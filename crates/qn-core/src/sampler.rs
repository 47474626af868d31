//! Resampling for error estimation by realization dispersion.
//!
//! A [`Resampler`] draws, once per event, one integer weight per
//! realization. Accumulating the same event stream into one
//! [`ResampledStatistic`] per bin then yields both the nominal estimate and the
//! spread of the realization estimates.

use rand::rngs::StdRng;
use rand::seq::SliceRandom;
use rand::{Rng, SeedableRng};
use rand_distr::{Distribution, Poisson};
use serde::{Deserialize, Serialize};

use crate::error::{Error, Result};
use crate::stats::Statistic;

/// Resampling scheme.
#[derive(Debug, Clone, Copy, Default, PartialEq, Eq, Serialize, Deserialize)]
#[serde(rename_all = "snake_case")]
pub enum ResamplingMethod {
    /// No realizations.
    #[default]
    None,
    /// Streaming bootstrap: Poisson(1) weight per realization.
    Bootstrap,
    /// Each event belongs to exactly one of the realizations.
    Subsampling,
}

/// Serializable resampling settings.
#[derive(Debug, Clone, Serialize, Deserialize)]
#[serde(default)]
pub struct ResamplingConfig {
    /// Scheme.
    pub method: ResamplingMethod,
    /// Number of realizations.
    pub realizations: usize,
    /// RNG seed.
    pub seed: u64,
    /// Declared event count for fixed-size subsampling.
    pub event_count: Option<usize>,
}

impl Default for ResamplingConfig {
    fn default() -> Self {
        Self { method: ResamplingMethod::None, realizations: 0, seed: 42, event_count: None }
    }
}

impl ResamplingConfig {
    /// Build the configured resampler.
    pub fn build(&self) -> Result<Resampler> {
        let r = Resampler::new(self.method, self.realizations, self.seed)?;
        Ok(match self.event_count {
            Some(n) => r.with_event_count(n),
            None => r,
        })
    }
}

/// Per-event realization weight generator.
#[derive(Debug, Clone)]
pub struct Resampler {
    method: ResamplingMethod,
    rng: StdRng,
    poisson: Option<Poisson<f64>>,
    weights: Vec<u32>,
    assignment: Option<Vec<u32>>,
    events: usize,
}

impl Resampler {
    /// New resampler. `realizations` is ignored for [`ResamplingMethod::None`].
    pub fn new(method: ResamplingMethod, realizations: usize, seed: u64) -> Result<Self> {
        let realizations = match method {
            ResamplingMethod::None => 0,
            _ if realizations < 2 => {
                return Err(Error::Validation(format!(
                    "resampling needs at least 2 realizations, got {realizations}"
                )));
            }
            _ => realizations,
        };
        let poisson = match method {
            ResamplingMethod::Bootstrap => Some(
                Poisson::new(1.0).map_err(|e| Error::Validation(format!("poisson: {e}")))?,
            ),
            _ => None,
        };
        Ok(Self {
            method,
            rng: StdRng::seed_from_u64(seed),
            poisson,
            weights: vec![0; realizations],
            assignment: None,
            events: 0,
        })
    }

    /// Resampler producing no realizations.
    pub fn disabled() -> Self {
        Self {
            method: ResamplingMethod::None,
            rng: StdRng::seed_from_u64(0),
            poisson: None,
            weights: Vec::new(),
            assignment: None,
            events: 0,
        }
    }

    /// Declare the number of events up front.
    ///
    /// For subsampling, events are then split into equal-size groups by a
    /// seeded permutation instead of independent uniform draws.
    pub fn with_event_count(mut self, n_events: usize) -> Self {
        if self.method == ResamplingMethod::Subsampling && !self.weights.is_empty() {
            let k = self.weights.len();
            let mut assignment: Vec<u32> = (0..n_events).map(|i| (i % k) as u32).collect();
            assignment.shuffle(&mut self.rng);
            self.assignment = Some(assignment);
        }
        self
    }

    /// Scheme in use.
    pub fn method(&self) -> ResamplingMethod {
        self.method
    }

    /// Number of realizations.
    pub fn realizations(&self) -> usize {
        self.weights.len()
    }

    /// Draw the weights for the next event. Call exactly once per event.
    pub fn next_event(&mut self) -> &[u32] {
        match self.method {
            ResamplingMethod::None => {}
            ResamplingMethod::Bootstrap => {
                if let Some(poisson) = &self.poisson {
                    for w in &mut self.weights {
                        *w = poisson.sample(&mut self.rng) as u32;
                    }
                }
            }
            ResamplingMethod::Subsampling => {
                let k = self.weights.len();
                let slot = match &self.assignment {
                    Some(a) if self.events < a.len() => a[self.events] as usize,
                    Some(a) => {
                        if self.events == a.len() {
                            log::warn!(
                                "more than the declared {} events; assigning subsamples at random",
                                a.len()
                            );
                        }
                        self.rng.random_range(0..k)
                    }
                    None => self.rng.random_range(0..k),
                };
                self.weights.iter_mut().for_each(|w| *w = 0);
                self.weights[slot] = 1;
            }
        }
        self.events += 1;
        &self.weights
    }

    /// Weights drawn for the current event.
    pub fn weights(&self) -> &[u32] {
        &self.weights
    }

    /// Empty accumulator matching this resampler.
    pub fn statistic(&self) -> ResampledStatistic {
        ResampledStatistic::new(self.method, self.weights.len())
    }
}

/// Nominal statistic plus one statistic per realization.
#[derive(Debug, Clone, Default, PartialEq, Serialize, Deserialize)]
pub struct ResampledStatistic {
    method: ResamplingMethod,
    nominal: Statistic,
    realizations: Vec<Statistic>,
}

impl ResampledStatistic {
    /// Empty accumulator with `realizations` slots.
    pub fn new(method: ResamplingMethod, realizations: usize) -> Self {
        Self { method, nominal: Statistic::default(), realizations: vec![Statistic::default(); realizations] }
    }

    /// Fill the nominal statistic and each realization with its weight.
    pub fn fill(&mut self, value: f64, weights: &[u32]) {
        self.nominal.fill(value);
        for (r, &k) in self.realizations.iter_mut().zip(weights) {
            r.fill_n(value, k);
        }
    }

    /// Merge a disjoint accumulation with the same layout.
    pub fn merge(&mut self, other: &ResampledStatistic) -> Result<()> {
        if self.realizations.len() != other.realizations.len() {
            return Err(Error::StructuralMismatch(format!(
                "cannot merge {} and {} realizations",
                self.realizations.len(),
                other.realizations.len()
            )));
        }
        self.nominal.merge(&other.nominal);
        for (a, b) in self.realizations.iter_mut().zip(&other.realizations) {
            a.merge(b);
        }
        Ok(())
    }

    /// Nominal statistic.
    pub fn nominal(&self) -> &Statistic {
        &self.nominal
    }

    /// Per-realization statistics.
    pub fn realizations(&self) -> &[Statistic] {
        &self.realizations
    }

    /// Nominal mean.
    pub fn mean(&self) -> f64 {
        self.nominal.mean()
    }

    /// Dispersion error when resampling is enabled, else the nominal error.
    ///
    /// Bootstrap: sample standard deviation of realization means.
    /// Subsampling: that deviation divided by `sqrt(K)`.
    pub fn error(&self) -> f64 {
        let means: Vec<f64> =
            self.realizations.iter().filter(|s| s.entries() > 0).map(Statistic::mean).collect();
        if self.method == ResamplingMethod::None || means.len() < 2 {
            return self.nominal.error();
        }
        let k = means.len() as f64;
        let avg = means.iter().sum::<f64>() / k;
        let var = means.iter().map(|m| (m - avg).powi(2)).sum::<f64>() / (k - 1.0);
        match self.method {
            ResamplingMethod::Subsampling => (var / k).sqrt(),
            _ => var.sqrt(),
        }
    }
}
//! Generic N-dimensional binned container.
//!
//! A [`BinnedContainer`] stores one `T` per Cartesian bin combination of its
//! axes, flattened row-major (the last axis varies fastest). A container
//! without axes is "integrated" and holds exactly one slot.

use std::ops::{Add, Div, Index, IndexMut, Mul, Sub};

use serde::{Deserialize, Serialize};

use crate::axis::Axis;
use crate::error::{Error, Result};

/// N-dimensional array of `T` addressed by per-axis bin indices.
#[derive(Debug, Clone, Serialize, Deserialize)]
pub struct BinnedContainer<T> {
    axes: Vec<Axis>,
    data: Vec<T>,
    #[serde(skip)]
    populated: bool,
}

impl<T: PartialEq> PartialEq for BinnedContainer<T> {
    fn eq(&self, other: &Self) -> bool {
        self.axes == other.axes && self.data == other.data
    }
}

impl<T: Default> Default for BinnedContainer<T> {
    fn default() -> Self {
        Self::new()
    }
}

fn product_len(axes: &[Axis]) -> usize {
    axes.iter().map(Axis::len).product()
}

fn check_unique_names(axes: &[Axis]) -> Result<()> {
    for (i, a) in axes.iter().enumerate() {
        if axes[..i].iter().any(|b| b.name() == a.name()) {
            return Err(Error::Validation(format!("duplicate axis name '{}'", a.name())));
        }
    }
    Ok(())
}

= = = =

The answer should hold only the lines from the start of the records above through the line containing "estimate and the", each set down exactly.

filename crates/qn-core/src/sampler.rs
repository 47474626af868d31
//! Resampling for error estimation by realization dispersion.
//!
//! A [`Resampler`] draws, once per event, one integer weight per
//! realization. Accumulating the same event stream into one
//! [`ResampledStatistic`] per bin then yields both the nominal estimate and the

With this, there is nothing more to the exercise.